## Task data
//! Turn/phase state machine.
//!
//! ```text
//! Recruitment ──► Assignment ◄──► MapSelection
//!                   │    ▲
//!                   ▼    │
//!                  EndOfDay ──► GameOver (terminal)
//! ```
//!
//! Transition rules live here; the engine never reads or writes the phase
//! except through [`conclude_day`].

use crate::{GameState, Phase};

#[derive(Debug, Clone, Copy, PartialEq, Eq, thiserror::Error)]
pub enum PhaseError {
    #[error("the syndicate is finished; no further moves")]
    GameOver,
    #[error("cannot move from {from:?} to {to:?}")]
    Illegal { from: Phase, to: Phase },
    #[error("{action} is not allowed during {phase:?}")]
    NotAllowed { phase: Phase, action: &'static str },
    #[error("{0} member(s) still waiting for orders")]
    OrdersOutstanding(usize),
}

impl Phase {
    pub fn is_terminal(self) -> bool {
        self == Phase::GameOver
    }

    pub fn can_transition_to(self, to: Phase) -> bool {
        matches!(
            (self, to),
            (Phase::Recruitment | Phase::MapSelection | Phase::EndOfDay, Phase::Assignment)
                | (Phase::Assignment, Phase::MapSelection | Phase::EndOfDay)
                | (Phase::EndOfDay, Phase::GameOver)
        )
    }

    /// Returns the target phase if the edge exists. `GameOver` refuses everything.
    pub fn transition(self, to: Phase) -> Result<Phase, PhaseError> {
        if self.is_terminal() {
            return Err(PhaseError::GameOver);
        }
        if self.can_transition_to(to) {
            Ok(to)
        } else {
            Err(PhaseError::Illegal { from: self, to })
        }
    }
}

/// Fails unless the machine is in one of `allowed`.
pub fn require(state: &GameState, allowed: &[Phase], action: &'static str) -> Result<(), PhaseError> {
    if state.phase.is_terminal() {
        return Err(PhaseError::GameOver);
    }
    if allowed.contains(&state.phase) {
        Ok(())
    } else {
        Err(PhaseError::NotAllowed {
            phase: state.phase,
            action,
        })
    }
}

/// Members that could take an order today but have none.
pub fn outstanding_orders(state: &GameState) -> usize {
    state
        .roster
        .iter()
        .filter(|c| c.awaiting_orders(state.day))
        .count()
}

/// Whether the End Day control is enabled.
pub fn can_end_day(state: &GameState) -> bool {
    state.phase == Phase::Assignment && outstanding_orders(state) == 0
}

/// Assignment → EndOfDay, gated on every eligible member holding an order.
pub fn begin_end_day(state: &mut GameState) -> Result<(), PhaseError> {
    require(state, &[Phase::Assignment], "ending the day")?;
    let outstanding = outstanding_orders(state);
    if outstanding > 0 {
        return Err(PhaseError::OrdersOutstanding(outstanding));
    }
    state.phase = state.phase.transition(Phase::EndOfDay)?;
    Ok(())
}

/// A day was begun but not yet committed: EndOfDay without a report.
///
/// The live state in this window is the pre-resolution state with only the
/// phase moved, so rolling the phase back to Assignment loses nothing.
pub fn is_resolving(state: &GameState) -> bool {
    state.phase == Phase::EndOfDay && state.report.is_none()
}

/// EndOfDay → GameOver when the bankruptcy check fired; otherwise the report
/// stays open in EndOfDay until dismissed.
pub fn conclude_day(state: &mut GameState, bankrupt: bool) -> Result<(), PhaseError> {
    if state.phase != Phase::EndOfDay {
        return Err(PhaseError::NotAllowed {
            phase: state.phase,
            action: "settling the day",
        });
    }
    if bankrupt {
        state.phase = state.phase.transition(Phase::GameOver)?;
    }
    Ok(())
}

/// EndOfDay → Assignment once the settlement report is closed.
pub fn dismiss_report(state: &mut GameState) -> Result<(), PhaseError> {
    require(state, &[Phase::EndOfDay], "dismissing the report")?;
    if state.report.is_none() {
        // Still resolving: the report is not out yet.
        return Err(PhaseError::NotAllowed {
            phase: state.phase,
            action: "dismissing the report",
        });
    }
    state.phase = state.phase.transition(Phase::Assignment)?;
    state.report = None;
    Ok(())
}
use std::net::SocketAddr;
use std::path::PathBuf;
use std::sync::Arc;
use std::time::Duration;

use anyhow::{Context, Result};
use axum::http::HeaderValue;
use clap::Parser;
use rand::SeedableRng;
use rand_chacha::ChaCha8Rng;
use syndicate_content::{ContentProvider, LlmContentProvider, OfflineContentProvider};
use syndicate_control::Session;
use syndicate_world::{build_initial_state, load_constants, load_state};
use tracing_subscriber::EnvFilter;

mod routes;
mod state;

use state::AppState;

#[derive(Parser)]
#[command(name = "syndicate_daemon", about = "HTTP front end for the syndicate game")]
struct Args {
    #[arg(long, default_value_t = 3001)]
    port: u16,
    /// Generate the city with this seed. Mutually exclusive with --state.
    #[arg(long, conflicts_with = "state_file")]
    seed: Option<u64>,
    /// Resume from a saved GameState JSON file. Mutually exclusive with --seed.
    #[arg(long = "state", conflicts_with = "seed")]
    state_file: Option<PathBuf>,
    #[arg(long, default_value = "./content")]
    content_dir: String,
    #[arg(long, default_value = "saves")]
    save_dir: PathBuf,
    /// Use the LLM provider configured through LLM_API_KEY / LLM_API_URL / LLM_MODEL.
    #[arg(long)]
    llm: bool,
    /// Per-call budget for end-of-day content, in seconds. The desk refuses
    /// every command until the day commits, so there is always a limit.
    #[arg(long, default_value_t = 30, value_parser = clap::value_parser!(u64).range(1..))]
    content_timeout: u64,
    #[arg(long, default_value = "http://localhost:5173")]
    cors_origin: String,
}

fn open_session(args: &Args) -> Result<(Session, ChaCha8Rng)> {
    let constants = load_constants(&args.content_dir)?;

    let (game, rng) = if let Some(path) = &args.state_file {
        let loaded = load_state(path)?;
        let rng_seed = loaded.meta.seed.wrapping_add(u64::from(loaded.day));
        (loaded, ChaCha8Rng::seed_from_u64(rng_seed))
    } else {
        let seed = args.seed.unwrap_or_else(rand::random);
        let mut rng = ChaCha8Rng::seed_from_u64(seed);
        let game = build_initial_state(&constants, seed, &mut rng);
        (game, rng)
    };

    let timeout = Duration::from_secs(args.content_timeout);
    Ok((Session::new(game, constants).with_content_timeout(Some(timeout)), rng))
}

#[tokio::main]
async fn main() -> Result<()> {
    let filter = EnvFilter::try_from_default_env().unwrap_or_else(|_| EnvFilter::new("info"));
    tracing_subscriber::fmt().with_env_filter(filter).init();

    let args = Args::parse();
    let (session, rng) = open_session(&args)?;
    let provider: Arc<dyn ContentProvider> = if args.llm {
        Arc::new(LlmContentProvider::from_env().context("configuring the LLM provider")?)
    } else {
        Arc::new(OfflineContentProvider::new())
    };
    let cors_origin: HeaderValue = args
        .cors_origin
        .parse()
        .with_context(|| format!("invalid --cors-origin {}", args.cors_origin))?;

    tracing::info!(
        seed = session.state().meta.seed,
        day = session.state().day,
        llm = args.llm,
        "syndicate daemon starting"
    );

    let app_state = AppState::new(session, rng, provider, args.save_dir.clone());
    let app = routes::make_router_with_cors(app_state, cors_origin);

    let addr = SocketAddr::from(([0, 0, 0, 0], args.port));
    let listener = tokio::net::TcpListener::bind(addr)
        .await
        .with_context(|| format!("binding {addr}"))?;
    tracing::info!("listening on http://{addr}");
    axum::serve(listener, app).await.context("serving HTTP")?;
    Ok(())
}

* * *

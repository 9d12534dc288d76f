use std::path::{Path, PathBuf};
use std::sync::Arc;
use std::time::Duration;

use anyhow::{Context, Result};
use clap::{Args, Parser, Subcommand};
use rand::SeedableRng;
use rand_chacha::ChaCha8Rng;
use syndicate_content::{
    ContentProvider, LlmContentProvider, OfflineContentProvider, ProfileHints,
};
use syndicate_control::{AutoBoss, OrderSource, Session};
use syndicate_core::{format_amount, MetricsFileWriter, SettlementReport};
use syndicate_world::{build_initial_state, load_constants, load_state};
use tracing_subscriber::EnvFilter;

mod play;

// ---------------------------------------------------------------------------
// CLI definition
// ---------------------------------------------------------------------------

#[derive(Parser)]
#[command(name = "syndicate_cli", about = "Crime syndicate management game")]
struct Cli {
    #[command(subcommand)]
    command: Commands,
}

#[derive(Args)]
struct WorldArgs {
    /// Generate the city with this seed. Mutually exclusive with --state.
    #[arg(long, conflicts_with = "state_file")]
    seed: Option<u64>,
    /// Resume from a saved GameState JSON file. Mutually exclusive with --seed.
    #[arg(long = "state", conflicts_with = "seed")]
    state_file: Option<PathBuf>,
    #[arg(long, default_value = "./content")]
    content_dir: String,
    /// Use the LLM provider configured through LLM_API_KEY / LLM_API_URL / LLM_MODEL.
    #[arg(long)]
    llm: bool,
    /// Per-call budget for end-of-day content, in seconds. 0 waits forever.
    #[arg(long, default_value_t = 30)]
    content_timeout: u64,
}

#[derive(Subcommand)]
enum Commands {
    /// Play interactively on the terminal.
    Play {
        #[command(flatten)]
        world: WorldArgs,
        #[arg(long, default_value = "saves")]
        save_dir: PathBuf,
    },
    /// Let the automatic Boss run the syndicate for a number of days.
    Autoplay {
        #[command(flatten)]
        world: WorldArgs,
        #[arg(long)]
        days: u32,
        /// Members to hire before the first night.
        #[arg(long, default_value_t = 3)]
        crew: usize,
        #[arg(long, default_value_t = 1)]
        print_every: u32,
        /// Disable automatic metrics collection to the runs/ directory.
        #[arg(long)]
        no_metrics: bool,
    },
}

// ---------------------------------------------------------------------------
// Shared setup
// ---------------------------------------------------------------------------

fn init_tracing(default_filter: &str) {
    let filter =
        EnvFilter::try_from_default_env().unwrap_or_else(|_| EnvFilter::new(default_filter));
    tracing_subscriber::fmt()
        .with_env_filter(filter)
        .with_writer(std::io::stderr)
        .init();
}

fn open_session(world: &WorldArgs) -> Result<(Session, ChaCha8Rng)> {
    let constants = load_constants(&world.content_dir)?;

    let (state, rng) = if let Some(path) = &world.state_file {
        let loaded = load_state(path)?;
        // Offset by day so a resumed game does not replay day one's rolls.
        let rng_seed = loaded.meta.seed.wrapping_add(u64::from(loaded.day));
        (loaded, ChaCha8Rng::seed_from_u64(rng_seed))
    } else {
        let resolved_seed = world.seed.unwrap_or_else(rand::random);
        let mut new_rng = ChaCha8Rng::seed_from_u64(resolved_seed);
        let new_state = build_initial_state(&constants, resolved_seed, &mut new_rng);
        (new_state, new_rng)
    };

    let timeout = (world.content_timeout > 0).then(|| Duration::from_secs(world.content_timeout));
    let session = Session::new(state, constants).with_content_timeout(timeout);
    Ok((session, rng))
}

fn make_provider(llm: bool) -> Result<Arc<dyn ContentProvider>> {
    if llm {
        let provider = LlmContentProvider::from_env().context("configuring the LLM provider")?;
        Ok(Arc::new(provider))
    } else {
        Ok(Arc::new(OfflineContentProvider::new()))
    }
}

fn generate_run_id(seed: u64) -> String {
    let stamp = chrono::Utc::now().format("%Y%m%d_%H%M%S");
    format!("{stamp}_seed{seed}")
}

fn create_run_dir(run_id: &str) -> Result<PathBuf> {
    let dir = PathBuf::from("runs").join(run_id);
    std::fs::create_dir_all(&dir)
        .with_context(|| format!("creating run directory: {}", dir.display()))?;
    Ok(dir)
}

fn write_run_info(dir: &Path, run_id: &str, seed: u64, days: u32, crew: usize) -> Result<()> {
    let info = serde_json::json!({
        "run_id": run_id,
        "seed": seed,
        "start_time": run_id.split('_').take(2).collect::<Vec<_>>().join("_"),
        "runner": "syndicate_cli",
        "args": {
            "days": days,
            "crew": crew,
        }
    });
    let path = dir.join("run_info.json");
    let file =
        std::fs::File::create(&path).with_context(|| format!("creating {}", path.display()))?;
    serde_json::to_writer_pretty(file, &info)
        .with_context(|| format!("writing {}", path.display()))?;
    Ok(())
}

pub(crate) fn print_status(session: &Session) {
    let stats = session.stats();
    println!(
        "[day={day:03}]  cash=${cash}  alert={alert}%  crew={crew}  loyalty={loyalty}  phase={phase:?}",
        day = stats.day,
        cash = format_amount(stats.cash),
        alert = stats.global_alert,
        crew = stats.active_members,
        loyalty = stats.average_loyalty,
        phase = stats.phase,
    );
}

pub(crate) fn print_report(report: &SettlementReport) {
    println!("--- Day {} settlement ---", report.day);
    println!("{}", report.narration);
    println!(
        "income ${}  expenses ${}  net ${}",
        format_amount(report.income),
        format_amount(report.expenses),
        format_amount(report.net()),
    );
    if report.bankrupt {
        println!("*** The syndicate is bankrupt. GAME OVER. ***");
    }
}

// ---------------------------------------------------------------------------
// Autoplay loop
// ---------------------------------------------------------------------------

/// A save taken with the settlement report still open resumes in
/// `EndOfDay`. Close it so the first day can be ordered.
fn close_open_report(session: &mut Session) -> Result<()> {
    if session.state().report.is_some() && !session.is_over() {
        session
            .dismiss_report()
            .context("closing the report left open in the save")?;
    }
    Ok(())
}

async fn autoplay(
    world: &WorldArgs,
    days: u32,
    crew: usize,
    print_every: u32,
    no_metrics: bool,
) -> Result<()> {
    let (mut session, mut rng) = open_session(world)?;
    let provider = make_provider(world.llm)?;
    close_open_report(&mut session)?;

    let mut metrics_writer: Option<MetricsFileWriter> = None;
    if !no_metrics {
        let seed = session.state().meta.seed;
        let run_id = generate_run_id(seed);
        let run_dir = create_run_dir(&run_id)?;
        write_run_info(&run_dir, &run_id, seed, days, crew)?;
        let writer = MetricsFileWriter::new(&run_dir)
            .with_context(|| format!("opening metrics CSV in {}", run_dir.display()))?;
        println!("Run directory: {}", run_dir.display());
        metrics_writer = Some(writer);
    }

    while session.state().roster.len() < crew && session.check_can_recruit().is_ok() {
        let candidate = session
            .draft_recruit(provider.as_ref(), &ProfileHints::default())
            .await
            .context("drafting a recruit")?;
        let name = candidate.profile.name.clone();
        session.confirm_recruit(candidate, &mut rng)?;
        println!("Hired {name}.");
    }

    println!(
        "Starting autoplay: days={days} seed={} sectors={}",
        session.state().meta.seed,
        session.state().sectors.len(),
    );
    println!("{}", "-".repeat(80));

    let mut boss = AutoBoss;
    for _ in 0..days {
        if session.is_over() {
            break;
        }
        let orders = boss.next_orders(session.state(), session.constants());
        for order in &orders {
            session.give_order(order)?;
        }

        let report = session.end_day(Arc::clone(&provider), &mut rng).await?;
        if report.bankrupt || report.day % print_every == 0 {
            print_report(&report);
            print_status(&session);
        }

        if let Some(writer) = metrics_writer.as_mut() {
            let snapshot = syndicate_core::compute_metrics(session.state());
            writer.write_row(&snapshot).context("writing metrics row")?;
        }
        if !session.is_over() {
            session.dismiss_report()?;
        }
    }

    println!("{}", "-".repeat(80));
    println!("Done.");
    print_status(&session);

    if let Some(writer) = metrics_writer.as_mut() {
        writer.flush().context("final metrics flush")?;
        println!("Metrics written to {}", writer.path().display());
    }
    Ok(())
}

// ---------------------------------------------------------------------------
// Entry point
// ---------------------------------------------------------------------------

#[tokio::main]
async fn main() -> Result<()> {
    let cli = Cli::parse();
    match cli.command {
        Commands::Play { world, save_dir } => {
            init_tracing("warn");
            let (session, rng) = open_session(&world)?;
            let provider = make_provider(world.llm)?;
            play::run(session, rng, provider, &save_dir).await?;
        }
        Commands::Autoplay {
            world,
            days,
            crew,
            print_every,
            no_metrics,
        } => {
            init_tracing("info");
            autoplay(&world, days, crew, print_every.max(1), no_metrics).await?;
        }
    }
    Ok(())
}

==

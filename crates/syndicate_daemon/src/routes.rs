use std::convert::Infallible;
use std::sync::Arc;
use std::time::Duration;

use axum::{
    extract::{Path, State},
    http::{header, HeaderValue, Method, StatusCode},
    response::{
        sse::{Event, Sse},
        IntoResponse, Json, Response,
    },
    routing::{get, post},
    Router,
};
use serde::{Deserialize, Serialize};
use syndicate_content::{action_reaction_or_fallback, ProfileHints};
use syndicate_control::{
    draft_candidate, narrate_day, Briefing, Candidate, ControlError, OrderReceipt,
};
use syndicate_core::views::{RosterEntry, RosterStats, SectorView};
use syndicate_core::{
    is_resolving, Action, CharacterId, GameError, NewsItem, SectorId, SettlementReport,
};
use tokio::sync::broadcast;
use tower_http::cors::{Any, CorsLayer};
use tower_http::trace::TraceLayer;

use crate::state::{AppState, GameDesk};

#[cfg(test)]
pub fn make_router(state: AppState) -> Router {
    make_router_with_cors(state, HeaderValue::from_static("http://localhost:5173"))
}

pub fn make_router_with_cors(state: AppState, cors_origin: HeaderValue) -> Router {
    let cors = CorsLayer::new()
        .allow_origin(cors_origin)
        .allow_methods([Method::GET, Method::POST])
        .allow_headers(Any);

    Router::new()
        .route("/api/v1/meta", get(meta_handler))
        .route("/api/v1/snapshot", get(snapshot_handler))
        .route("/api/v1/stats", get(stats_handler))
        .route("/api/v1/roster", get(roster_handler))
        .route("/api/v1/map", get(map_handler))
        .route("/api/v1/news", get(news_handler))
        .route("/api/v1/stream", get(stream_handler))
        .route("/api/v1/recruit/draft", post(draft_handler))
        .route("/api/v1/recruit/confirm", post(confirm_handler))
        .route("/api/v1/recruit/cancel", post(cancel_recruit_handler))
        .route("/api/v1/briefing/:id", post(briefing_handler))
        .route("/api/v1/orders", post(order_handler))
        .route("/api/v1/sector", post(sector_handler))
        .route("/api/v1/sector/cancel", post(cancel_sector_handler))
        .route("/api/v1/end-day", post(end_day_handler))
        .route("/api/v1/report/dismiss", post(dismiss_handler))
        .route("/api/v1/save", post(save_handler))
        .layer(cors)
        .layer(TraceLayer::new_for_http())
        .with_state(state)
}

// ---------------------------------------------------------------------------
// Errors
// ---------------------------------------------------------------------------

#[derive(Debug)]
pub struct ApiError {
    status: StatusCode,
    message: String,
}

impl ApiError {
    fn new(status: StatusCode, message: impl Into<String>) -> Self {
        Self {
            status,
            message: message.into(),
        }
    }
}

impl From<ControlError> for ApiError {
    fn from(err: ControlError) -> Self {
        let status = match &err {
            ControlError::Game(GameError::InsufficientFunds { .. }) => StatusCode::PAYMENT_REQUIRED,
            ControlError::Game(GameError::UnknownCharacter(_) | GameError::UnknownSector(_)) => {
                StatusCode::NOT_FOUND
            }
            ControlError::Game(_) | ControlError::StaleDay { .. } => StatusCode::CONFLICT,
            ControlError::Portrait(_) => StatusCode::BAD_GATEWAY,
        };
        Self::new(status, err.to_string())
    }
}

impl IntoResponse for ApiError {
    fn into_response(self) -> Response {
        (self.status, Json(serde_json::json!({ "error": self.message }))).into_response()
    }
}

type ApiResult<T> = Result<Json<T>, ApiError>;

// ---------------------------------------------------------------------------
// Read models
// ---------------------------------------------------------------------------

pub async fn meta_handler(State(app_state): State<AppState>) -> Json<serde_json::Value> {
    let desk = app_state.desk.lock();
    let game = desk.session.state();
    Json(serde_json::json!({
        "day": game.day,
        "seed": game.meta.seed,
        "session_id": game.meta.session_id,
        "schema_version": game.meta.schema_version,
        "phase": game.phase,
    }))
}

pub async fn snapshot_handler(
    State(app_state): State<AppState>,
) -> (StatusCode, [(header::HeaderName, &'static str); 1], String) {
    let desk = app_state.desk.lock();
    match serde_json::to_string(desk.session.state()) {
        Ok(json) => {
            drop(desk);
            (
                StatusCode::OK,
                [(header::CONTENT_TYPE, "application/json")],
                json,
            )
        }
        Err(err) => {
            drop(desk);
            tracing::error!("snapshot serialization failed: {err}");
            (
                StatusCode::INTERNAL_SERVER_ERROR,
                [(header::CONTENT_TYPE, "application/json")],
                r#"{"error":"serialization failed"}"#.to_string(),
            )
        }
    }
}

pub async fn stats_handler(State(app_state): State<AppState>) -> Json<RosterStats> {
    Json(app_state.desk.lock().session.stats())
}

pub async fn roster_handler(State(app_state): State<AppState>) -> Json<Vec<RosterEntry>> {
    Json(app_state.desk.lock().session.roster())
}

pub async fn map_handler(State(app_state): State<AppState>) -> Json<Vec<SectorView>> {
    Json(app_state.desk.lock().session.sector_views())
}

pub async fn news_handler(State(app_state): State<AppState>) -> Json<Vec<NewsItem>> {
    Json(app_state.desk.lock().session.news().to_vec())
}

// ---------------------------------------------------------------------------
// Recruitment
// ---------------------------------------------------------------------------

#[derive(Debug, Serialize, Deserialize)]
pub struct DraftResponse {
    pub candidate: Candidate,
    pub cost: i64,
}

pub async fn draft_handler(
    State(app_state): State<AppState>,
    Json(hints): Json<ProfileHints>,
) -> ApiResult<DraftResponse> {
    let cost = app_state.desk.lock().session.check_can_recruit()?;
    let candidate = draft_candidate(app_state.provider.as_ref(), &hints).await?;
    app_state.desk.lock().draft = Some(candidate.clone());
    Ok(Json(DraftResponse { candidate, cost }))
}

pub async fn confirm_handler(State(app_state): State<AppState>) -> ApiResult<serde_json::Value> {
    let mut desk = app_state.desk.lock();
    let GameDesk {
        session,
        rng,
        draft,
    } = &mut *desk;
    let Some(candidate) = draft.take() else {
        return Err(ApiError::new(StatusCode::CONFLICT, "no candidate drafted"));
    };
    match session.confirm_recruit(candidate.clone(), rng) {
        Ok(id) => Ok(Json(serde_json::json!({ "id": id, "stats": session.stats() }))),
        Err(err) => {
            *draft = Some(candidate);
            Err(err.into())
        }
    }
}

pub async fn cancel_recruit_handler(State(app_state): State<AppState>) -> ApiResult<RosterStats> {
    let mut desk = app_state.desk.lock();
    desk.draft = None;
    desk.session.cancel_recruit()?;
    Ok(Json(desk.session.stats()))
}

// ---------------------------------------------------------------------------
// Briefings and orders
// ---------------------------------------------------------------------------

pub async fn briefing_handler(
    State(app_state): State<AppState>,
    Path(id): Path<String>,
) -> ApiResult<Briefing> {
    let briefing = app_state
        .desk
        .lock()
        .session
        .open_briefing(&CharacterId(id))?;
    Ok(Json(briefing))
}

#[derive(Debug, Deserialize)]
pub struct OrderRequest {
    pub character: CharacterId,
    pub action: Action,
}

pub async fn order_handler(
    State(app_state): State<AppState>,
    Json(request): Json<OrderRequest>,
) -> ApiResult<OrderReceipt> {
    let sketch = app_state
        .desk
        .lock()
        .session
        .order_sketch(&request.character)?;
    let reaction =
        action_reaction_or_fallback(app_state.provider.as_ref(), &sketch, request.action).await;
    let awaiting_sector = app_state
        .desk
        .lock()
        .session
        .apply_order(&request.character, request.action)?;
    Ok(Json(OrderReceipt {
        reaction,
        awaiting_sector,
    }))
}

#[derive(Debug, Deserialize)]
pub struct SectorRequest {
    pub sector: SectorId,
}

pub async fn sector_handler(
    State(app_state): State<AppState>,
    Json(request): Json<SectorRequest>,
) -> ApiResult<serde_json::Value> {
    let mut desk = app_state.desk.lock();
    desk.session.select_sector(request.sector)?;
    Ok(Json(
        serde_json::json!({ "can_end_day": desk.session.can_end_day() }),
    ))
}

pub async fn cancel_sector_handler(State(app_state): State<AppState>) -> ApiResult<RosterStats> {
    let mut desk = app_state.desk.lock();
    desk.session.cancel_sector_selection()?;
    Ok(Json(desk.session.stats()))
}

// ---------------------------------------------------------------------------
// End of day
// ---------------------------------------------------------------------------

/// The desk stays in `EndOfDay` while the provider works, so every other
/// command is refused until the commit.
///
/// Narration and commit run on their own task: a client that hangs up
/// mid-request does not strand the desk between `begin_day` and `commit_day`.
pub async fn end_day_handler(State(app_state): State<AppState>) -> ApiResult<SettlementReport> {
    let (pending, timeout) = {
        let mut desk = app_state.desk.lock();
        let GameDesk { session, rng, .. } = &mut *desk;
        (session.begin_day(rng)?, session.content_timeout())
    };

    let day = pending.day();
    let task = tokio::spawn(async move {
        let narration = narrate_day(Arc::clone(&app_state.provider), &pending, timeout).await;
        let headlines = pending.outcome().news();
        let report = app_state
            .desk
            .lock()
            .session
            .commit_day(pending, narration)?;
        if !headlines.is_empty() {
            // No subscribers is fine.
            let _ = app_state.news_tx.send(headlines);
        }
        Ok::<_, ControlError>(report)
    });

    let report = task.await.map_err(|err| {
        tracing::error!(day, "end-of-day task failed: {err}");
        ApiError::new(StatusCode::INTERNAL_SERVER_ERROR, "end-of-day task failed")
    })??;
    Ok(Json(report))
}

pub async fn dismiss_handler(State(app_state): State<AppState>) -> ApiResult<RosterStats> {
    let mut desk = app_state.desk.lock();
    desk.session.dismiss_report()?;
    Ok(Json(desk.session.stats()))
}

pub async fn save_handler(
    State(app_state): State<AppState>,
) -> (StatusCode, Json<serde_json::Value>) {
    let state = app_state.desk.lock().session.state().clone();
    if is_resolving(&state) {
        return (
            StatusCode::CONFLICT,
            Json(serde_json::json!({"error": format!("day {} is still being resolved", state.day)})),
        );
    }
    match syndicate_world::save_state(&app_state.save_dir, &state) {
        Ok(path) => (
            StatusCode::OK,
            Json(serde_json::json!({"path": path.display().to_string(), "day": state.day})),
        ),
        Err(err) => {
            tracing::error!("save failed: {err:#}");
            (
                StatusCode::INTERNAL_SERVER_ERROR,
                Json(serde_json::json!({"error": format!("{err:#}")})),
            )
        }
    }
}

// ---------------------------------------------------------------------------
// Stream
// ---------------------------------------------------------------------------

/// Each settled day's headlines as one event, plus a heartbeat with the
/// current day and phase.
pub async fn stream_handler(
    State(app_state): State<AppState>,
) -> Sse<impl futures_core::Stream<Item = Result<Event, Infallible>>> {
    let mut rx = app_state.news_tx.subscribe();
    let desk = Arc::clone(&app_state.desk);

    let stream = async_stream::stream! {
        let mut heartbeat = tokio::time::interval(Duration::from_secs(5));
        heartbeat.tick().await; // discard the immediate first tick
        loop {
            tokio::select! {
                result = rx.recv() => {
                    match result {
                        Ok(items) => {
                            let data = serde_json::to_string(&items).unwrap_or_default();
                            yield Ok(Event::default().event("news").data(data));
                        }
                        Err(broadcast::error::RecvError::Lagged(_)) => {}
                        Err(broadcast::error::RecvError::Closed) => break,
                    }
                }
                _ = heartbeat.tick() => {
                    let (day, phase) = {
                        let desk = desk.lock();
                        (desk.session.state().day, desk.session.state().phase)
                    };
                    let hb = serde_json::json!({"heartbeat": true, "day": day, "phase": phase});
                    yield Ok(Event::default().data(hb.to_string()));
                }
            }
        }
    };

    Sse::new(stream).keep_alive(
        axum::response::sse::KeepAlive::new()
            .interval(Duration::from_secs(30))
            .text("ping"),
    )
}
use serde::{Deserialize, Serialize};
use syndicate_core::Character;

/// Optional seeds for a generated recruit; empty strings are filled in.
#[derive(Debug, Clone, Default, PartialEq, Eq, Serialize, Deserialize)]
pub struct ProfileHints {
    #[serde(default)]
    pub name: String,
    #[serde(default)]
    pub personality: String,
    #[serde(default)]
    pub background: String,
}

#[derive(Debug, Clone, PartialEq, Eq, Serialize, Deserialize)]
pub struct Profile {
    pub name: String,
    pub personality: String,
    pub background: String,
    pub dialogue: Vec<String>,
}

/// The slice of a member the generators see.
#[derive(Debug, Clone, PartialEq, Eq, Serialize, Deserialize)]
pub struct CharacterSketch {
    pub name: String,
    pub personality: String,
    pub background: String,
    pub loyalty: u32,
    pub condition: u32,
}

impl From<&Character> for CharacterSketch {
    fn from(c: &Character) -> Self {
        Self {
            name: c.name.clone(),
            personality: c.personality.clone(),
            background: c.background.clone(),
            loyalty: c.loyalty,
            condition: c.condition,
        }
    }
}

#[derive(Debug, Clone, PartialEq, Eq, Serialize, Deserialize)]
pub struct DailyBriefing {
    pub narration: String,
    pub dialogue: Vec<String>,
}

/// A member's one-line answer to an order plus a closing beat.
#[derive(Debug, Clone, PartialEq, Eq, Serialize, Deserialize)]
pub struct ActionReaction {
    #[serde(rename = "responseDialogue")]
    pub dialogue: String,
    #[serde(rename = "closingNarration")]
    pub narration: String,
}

## Problem statement
Only the lines above from the line with "let (day, phase)" to the line with "axum::response::sse::KeepAlive::new()", those two lines included, should be reproduced exactly.

## Task response
                    let (day, phase) = {
                        let desk = desk.lock();
                        (desk.session.state().day, desk.session.state().phase)
                    };
                    let hb = serde_json::json!({"heartbeat": true, "day": day, "phase": phase});
                    yield Ok(Event::default().data(hb.to_string()));
                }
            }
        }
    };

    Sse::new(stream).keep_alive(
        axum::response::sse::KeepAlive::new()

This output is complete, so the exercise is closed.